Piera Hudson (born 7 February 1996) is a New Zealand alpine ski racer. Piera Hudson went to the first ever youth olympics in Innsbruck Austria in 2012.

She competed at the 2015 World Championships in Beaver Creek, USA, in the slalom.

Hudson has is a five-times winner of the New Zealand Giant Slalom National Championship title (2011,2014, 2015, 2016, 2018) including at the age of 15 in her first year of FIS. She is also a three-times winner (2014, 2015 and 2018) of the New Zealand Slalom National Championship title held annually at Coronet Peak. Hudson has also twice won the New Zealand Super G National Championship title (2013, 2016) held at Mt Hutt.

Hudson has won the Australia New Zealand Cup (ANC) Giant Slalom Yellow Bib twice (2015 and 2016),  Slalom Yellow Bib three times (2016, 2018, 2019) and the Super G Yellow Bib once in 2017. She has won the overall ANC Yellow Bib three times (2016, 2018, 2019). The yellow bib is awarded to the top performing Australian and New Zealand female competitors from the ANC series races held in Australia and New Zealand.

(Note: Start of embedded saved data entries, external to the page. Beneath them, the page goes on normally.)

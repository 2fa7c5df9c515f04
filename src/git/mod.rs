pub mod repository;

pub use repository::{find_repository, find_repository_in_path};
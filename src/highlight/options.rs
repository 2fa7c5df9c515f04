use glob::Pattern;

use crate::config::{
    DEFAULT_LARGE_CHANGE_SET_THRESHOLD, DEFAULT_MAX_CONCURRENT_GIT, DEFAULT_MAX_FILES_PER_COMMIT,
    DEFAULT_RENAME_THRESHOLD,
};

/// Tuning knobs a `HighlightSession` reads. Snapshotted from `Config` when a session
/// starts; tests build it directly.
#[derive(Debug, Clone)]
pub struct SessionOptions {
    /// Hide merge commits from the index and number the remaining messages
    pub trim_merges: bool,
    /// Inverse of trimming: keep only merges
    pub merges_only: bool,
    pub find_renamed_files: bool,
    pub rename_threshold: u8,
    /// Watching a merge also watches the commits it brought in
    pub bundle_merged_branches: bool,
    /// A commit touching more files than this contributes none
    pub max_files_per_commit: usize,
    /// Change sets above this size need confirmation before blaming
    pub large_change_set_threshold: usize,
    pub max_concurrent_git: usize,
    pub exclude_paths: Vec<Pattern>,
}

impl Default for SessionOptions {
    fn default() -> Self {
        SessionOptions {
            trim_merges: true,
            merges_only: false,
            find_renamed_files: false,
            rename_threshold: DEFAULT_RENAME_THRESHOLD,
            bundle_merged_branches: false,
            max_files_per_commit: DEFAULT_MAX_FILES_PER_COMMIT,
            large_change_set_threshold: DEFAULT_LARGE_CHANGE_SET_THRESHOLD,
            max_concurrent_git: DEFAULT_MAX_CONCURRENT_GIT,
            exclude_paths: Vec::new(),
        }
    }
}

impl SessionOptions {
    pub fn is_excluded(&self, relative_path: &str) -> bool {
        self.exclude_paths.iter().any(|p| p.matches(relative_path))
    }
}
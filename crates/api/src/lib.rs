pub mod error;
pub mod models;
pub mod semantic;
pub mod template;

// Re-export commonly used types
pub use error::{ApiError, ApiResult};
pub use models::*;
pub use semantic::{CompletionProvider, LookupError, LookupResult, ScopeResolver, TypeHierarchy};
pub use template::TemplateService;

The yellow bib securesanathlete a spot on the World Cup circuit as well a  top 31 start position on the Europa Cup and NorAm circuit for the northern hemisphere season.

In November 2018 Hudson finished 26th in the World Cup slalom at Killington, Vermont, USA. As a result Hudson was the first New Zealand Alpine skier to score World Cup Points since Claudia Riegler in 2003.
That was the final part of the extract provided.